• WORK TO COMPLETE:
Whenever a line in the entries includes the word "stored", copy that line out.

---- TASK INPUTS

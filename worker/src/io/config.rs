//! Worker configuration.
//!
//! Settings come from an optional TOML file, then from the environment
//! variables the fleet's provisioning sets (`FARMER_URL`, `GITHUB_ORG`, ...).
//! Missing fields default to the production values.

use std::env;
use std::fs;
use std::path::{Path, PathBuf};
use std::time::Duration;

use anyhow::{Context, Result, anyhow};
use serde::{Deserialize, Serialize};

/// Worker configuration (TOML).
#[derive(Debug, Clone, Serialize, Deserialize, PartialEq, Eq)]
#[serde(default)]
pub struct WorkerConfig {
    /// Base URL of the farmer service.
    pub farmer_url: String,

    /// GitHub organization and repository whose commits are tested.
    pub github_org: String,
    pub github_repo: String,

    /// Checkout directory name under `<ws>/src`. Defaults to the repo name.
    pub dirname: Option<String>,

    /// Working root. Wiped and recreated on `run`. Defaults to `$HOME/worker`.
    pub root_dir: Option<PathBuf>,

    /// Extra binaries made available to jobs. Defaults to `$HOME/bin`.
    pub bin_dir: Option<PathBuf>,

    /// Token handed to jobs as `NETLIFY_AUTH_TOKEN`.
    pub netlify_auth_token: String,

    /// Wall-clock budget for one job (checkout + setup + test).
    pub job_timeout_secs: u64,

    pub heartbeat_interval_ms: u64,
    /// Backoff after a failed state long poll.
    pub state_retry_ms: u64,
    /// Delay before the single fetch retry.
    pub fetch_retry_ms: u64,
    /// Backoff after a failed live-output long poll.
    pub live_error_backoff_ms: u64,
    /// Head start given to a follow session before polling again.
    pub live_dispatch_delay_ms: u64,
    /// How often a follower re-reads an output file it has caught up with.
    pub follow_poll_ms: u64,

    /// Timeout for ordinary farmer requests.
    pub request_timeout_secs: u64,
    /// Attempts for each status post before giving up.
    pub status_attempts: u32,
    pub status_retry_ms: u64,

    pub artifacts: ArtifactConfig,

    /// Trace correlation URL; `{trace_id}` and `{span_id}` are substituted.
    pub trace_url_template: String,
}

/// Where completed job output is stored.
#[derive(Debug, Clone, Default, Serialize, Deserialize, PartialEq, Eq)]
#[serde(default)]
pub struct ArtifactConfig {
    /// Store outputs in this directory. Defaults to `<root>/artifacts`.
    pub dir: Option<PathBuf>,
    /// Base URL for stored outputs. With `dir` set, this is only used to
    /// build the reported URL; without it, outputs are uploaded here with
    /// HTTP PUT.
    pub base_url: Option<String>,
}

impl Default for WorkerConfig {
    fn default() -> Self {
        Self {
            farmer_url: "https://testbot.seqint.com".to_string(),
            github_org: "wepogo".to_string(),
            github_repo: "pogo".to_string(),
            dirname: None,
            root_dir: None,
            bin_dir: None,
            netlify_auth_token: String::new(),
            job_timeout_secs: 3 * 60,
            heartbeat_interval_ms: 1000,
            state_retry_ms: 1000,
            fetch_retry_ms: 2000,
            live_error_backoff_ms: 500,
            live_dispatch_delay_ms: 50,
            follow_poll_ms: 100,
            request_timeout_secs: 30,
            status_attempts: 3,
            status_retry_ms: 1000,
            artifacts: ArtifactConfig::default(),
            trace_url_template: "https://app.datadoghq.com/apm/trace/{trace_id}?spanID={span_id}"
                .to_string(),
        }
    }
}

impl WorkerConfig {
    pub fn validate(&self) -> Result<()> {
        if self.farmer_url.trim().is_empty() {
            return Err(anyhow!("farmer_url must be set"));
        }
        if self.github_org.trim().is_empty() || self.github_repo.trim().is_empty() {
            return Err(anyhow!("github_org and github_repo must be set"));
        }
        if self.job_timeout_secs == 0 {
            return Err(anyhow!("job_timeout_secs must be > 0"));
        }
        if self.heartbeat_interval_ms == 0 {
            return Err(anyhow!("heartbeat_interval_ms must be > 0"));
        }
        if self.follow_poll_ms == 0 {
            return Err(anyhow!("follow_poll_ms must be > 0"));
        }
        if self.status_attempts == 0 {
            return Err(anyhow!("status_attempts must be > 0"));
        }
        Ok(())
    }

    /// Apply environment overrides using `lookup` (usually `std::env::var`).
    pub fn apply_env<F>(&mut self, lookup: F)
    where
        F: Fn(&str) -> Option<String>,
    {
        let get = |key: &str| lookup(key).filter(|v| !v.is_empty());
        if let Some(v) = get("FARMER_URL") {
            self.farmer_url = v;
        }
        if let Some(v) = get("GITHUB_ORG") {
            self.github_org = v;
        }
        if let Some(v) = get("GITHUB_REPO") {
            self.github_repo = v;
        }
        if let Some(v) = get("DIRNAME") {
            self.dirname = Some(v);
        }
        if let Some(v) = get("NETLIFY_AUTH_TOKEN") {
            self.netlify_auth_token = v;
        }
        if let Some(v) = get("ARTIFACT_DIR") {
            self.artifacts.dir = Some(PathBuf::from(v));
        }
        if let Some(v) = get("ARTIFACT_URL") {
            self.artifacts.base_url = Some(v);
        }
        if let Some(v) = get("TRACE_URL_TEMPLATE") {
            self.trace_url_template = v;
        }
    }

    pub fn repo_url(&self) -> String {
        format!(
            "https://github.com/{}/{}.git",
            self.github_org, self.github_repo
        )
    }

    pub fn job_timeout(&self) -> Duration {
        Duration::from_secs(self.job_timeout_secs)
    }

    pub fn heartbeat_interval(&self) -> Duration {
        Duration::from_millis(self.heartbeat_interval_ms)
    }

    pub fn state_retry(&self) -> Duration {
        Duration::from_millis(self.state_retry_ms)
    }

    pub fn fetch_retry(&self) -> Duration {
        Duration::from_millis(self.fetch_retry_ms)
    }

    pub fn live_error_backoff(&self) -> Duration {
        Duration::from_millis(self.live_error_backoff_ms)
    }

    pub fn live_dispatch_delay(&self) -> Duration {
        Duration::from_millis(self.live_dispatch_delay_ms)
    }

    pub fn follow_poll(&self) -> Duration {
        Duration::from_millis(self.follow_poll_ms)
    }

    pub fn request_timeout(&self) -> Duration {
        Duration::from_secs(self.request_timeout_secs)
    }

    pub fn status_retry(&self) -> Duration {
        Duration::from_millis(self.status_retry_ms)
    }

    /// Resolve the directory layout against `home`.
    pub fn layout(&self, home: &Path) -> Layout {
        let root_dir = self
            .root_dir
            .clone()
            .unwrap_or_else(|| home.join("worker"));
        let bin_dir = self.bin_dir.clone().unwrap_or_else(|| home.join("bin"));
        let ws_dir = root_dir.join("ws");
        let dirname = self.dirname.as_deref().unwrap_or(&self.github_repo);
        Layout {
            repo_dir: ws_dir.join("src").join(dirname),
            out_dir: root_dir.join("out"),
            artifact_dir: self
                .artifacts
                .dir
                .clone()
                .unwrap_or_else(|| root_dir.join("artifacts")),
            ws_dir,
            bin_dir,
            root_dir,
        }
    }
}

/// Resolved filesystem layout for one worker process.
#[derive(Debug, Clone, PartialEq, Eq)]
pub struct Layout {
    pub root_dir: PathBuf,
    pub bin_dir: PathBuf,
    pub ws_dir: PathBuf,
    pub out_dir: PathBuf,
    pub repo_dir: PathBuf,
    pub artifact_dir: PathBuf,
}

/// Load config from a TOML file (missing file means defaults), then apply
/// environment overrides.
pub fn load_config(path: Option<&Path>) -> Result<WorkerConfig> {
    let mut cfg = match path {
        Some(path) if path.exists() => {
            let contents =
                fs::read_to_string(path).with_context(|| format!("read {}", path.display()))?;
            toml::from_str(&contents).with_context(|| format!("parse {}", path.display()))?
        }
        _ => WorkerConfig::default(),
    };
    cfg.apply_env(|key| env::var(key).ok());
    cfg.validate()?;
    Ok(cfg)
}

/// `$HOME`, required to resolve the default layout.
pub fn home_dir() -> Result<PathBuf> {
    env::var_os("HOME")
        .map(PathBuf::from)
        .ok_or_else(|| anyhow!("HOME is not set"))
}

--------

• OUTPUT:
/// Where completed job output is stored.
    /// Base URL for stored outputs. With `dir` set, this is only used to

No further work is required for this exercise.